One other consideration, of course, is competition. The conventional wisdom is that voters are better off if seats are competitive because representatives will be more responsive to voter desires. However, even if a D or R always wins a particular district, there's no reason why (in this model) it has to be the same D or R. Competition at the primary level is still competition.

Loss Aversion and Human Capital

My current project is on loss aversion, education choice, and inter-generational income mobility. I will try to write the introduction tomorrow.

The basic idea is that people develop a reference level of consumption in their first period of life (known as childhood to non-economists). They then must make an education choice in the next period, facing both a direct cost and an opportunity cost.

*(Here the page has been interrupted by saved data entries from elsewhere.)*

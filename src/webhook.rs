//! Webhook verification and parsing.
//!
//! The service signs each webhook body with the application secret and sends
//! the key and hex signature in request headers. The event taxonomy is not
//! final, so unknown event names are kept as [`WebhookEventKind::Other`].

use serde::Deserialize;
use serde_json::Value;

use crate::error::{PulsewireError, Result};
use crate::signature;

/// Header carrying the application key.
pub const KEY_HEADER: &str = "X-Pulsewire-Key";

/// Header carrying the hex HMAC-SHA256 of the body.
pub const SIGNATURE_HEADER: &str = "X-Pulsewire-Signature";

/// A verified webhook delivery.
#[derive(Debug, Clone, PartialEq, Deserialize)]
pub struct Webhook {
    pub time_ms: u64,
    #[serde(default)]
    pub events: Vec<WebhookEvent>,
}

#[derive(Debug, Clone, PartialEq, Deserialize)]
pub struct WebhookEvent {
    pub name: WebhookEventKind,
    pub channel: String,
    /// Client event name, for `client_event`.
    #[serde(default)]
    pub event: Option<String>,
    #[serde(default)]
    pub data: Option<Value>,
    #[serde(default)]
    pub socket_id: Option<String>,
    #[serde(default, deserialize_with = "optional_user_id")]
    pub user_id: Option<String>,
}

#[derive(Debug, Clone, PartialEq, Eq, Deserialize)]
#[serde(from = "String")]
pub enum WebhookEventKind {
    ChannelOccupied,
    ChannelVacated,
    MemberAdded,
    MemberRemoved,
    ClientEvent,
    Other(String),
}

impl From<String> for WebhookEventKind {
    fn from(name: String) -> Self {
        match name.as_str() {
            "channel_occupied" => Self::ChannelOccupied,
            "channel_vacated" => Self::ChannelVacated,
            "member_added" => Self::MemberAdded,
            "member_removed" => Self::MemberRemoved,
            "client_event" => Self::ClientEvent,
            _ => Self::Other(name),
        }
    }
}

impl WebhookEventKind {
    pub fn as_str(&self) -> &str {
        match self {
            Self::ChannelOccupied => "channel_occupied",
            Self::ChannelVacated => "channel_vacated",
            Self::MemberAdded => "member_added",
            Self::MemberRemoved => "member_removed",
            Self::ClientEvent => "client_event",
            Self::Other(name) => name,
        }
    }
}

fn optional_user_id<'de, D: serde::Deserializer<'de>>(
    deserializer: D,
) -> std::result::Result<Option<String>, D::Error> {
    let value = Option::<Value>::deserialize(deserializer)?;
    Ok(value.as_ref().and_then(crate::protocol::id_from_value))
}

/// Check the key header and body signature, then parse the body.
///
/// The key comparison is not secret-dependent; the signature is checked in
/// constant time.
///
/// # Errors
///
/// [`PulsewireError::InvalidWebhook`] for a wrong key or a bad signature,
/// [`PulsewireError::Serialization`] if a correctly signed body is not a
/// webhook payload.
pub fn verify_webhook(
    app_key: &str,
    secret: &str,
    key_header: &str,
    signature_header: &str,
    body: &[u8],
) -> Result<Webhook> {
    if key_header != app_key {
        return Err(PulsewireError::InvalidWebhook(format!(
            "unexpected key {key_header:?}"
        )));
    }
    if !signature::verify(secret, body, signature_header.trim()) {
        return Err(PulsewireError::InvalidWebhook("signature mismatch".into()));
    }
    Ok(serde_json::from_slice(body)?)
}

#[cfg(test)]
#[allow(
    clippy::unwrap_used,
    clippy::expect_used,
    clippy::panic,
    clippy::todo,
    clippy::unimplemented,
    clippy::indexing_slicing
)]
mod tests {
    use super::*;

    const KEY: &str = "app-key";
    const SECRET: &str = "app-secret";

    const BODY: &str = r#"{"time_ms":1700000000000,"events":[
        {"name":"channel_occupied","channel":"orders"},
        {"name":"member_added","channel":"presence-room","user_id":7},
        {"name":"client_event","channel":"private-chat","event":"client-typing","data":"{\"on\":true}","socket_id":"1.2"},
        {"name":"cache_miss","channel":"cache-x"}
    ]}"#;

    #[test]
    fn parses_a_signed_delivery() {
        let sig = signature::sign(SECRET, BODY.as_bytes()).unwrap();
        let webhook = verify_webhook(KEY, SECRET, KEY, &sig, BODY.as_bytes()).unwrap();
        assert_eq!(webhook.time_ms, 1_700_000_000_000);
        assert_eq!(webhook.events.len(), 4);
        assert_eq!(webhook.events[0].name, WebhookEventKind::ChannelOccupied);
        assert_eq!(webhook.events[1].user_id.as_deref(), Some("7"));
        assert_eq!(webhook.events[2].event.as_deref(), Some("client-typing"));
        assert_eq!(webhook.events[2].socket_id.as_deref(), Some("1.2"));
        assert_eq!(
            webhook.events[3].name,
            WebhookEventKind::Other("cache_miss".into())
        );
        assert_eq!(webhook.events[3].name.as_str(), "cache_miss");
    }

    #[test]
    fn wrong_key_is_rejected() {
        let sig = signature::sign(SECRET, BODY.as_bytes()).unwrap();
        let err = verify_webhook(KEY, SECRET, "other-key", &sig, BODY.as_bytes()).unwrap_err();
        assert!(matches!(err, PulsewireError::InvalidWebhook(_)));
    }

    #[test]
    fn tampered_body_is_rejected() {
        let sig = signature::sign(SECRET, BODY.as_bytes()).unwrap();
        let tampered = BODY.replace("orders", "ordert");
        let err = verify_webhook(KEY, SECRET, KEY, &sig, tampered.as_bytes()).unwrap_err();
        assert!(matches!(err, PulsewireError::InvalidWebhook(_)));
    }

    #[test]
    fn signed_garbage_is_a_parse_error() {
        let body = b"not json";
        let sig = signature::sign(SECRET, body).unwrap();
        let err = verify_webhook(KEY, SECRET, KEY, &sig, body).unwrap_err();
        assert!(matches!(err, PulsewireError::Serialization(_)));
    }
}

Because agents are loss averse, they may choose a lower level of education than would maximize lifetime resources in order to avoid losses in the education period. In the final period they earn a wage that is determined by both their education level and their "earnings ability."

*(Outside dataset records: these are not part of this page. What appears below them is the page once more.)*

//! Built-in [`Transport`](crate::Transport) implementations, behind feature
//! gates:
//!
//! | Feature                   | Transport / connector                             |
//! |---------------------------|---------------------------------------------------|
//! | `transport-websocket`     | [`WebSocketTransport`], [`WebSocketConnector`]    |
//! | `transport-websocket-tls` | adds `wss://` support to the WebSocket transport  |

#[cfg(feature = "transport-websocket")]
pub mod websocket;

#[cfg(feature = "transport-websocket")]
pub use websocket::{WebSocketConnector, WebSocketTransport};
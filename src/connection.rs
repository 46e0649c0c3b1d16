//! Connection lifecycle states and the allowed transitions between them.

use std::fmt;

/// Lifecycle state of a client's duplex connection.
#[derive(Debug, Clone, Copy, PartialEq, Eq, Hash, Default)]
pub enum ConnectionState {
    /// Not connected and not trying to. Initial state.
    #[default]
    Disconnected,
    /// A connection attempt (discovery, transport open, handshake) is running.
    Connecting,
    /// The service handshake completed; channels may subscribe.
    Connected,
    /// The last attempt failed; another one is scheduled.
    Unavailable,
    /// Terminal until `force_reconnect()` or `disconnect()`.
    Failed,
}

impl ConnectionState {
    /// Whether moving from `self` to `next` is a legal transition.
    ///
    /// Staying in the same state is never a transition.
    pub fn can_transition_to(self, next: Self) -> bool {
        use ConnectionState::*;
        matches!(
            (self, next),
            (Disconnected, Connecting | Failed)
                | (Connecting, Connected | Unavailable | Failed | Disconnected)
                | (Connected, Disconnected | Connecting | Failed)
                | (Unavailable, Connecting | Failed | Disconnected)
                | (Failed, Connecting | Disconnected)
        )
    }

    pub fn as_str(self) -> &'static str {
        match self {
            Self::Disconnected => "disconnected",
            Self::Connecting => "connecting",
            Self::Connected => "connected",
            Self::Unavailable => "unavailable",
            Self::Failed => "failed",
        }
    }
}

impl fmt::Display for ConnectionState {
    fn fmt(&self, f: &mut fmt::Formatter<'_>) -> fmt::Result {
        f.write_str(self.as_str())
    }
}

/// A completed state transition.
#[derive(Debug, Clone, Copy, PartialEq, Eq)]
pub struct StateChange {
    pub previous: ConnectionState,
    pub current: ConnectionState,
}

#[cfg(test)]
#[allow(
    clippy::unwrap_used,
    clippy::expect_used,
    clippy::panic,
    clippy::todo,
    clippy::unimplemented,
    clippy::indexing_slicing
)]
mod tests {
    use super::ConnectionState::*;
    use super::*;

    const ALL: [ConnectionState; 5] = [Disconnected, Connecting, Connected, Unavailable, Failed];

    #[test]
    fn initial_state_is_disconnected() {
        assert_eq!(ConnectionState::default(), Disconnected);
    }

    #[test]
    fn self_transitions_are_rejected() {
        for state in ALL {
            assert!(!state.can_transition_to(state), "{state} -> {state}");
        }
    }

    #[test]
    fn every_state_can_be_disconnected() {
        for state in ALL.into_iter().filter(|s| *s != Disconnected) {
            assert!(state.can_transition_to(Disconnected), "{state} -> disconnected");
        }
    }

    #[test]
    fn connected_is_only_reached_from_connecting() {
        for state in ALL {
            assert_eq!(state.can_transition_to(Connected), state == Connecting, "{state}");
        }
    }

    #[test]
    fn unavailable_is_only_reached_from_connecting() {
        for state in ALL {
            assert_eq!(state.can_transition_to(Unavailable), state == Connecting, "{state}");
        }
    }

    #[test]
    fn failed_leaves_only_through_connecting_or_disconnect() {
        let exits: Vec<_> = ALL.into_iter().filter(|s| Failed.can_transition_to(*s)).collect();
        assert_eq!(exits, vec![Connecting, Disconnected]);
    }

    #[test]
    fn display_uses_lowercase_names() {
        assert_eq!(Unavailable.to_string(), "unavailable");
    }
}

There are a number of questions that still need to be answered in the paper:
  1. Is loss aversion necessary, or can I just use habit formation with a standard concave utility?
  2. Can parents take into account the utility of children in making their decisions, or is it ok if they just have "warm-glow" altruism?
  3. Should the direct cost of education be convex or should the opportunity cost be convex? Which is easier to model?
  4. Can the model successfully replicate education choice, inter-generational correlation of income, and the overall income distribution, or is that asking too much?
  5. If wages are stochastic, what is the effect on the education decision? With loss aversion we won't have certainty equivalence, right?
  6. What is the result of using strong vs. weak loss aversion? What are the consumption implications of weak loss aversion?
  7. Should utility depend both on the absolute level of consumption and the difference between current consumption and the reference level? Would that help or hurt the results?
  8. How important is each aspect of the model? Loss aversion, habit formation, borrowing constraint, and bequests.
It will be fun to find out. Maybe.

Welcome to Drafty Economics

In order to make sure I write something everyday, I'm starting this blog. It will contain thoughts and drafts on (hopefully) original economics. And while it will contain much that is apocryphal, or at least wildly inaccurate, it will score over older, more pedestrian blogs in two important respects. First, it will be fascinating for those interested in how graduate students grope in the dark, trying fruitlessly to develop original theories in order to get a cushy academic job and, eventually, tenure. Second, well, actually, there is no second. I expect readership in the single digits. On a good day.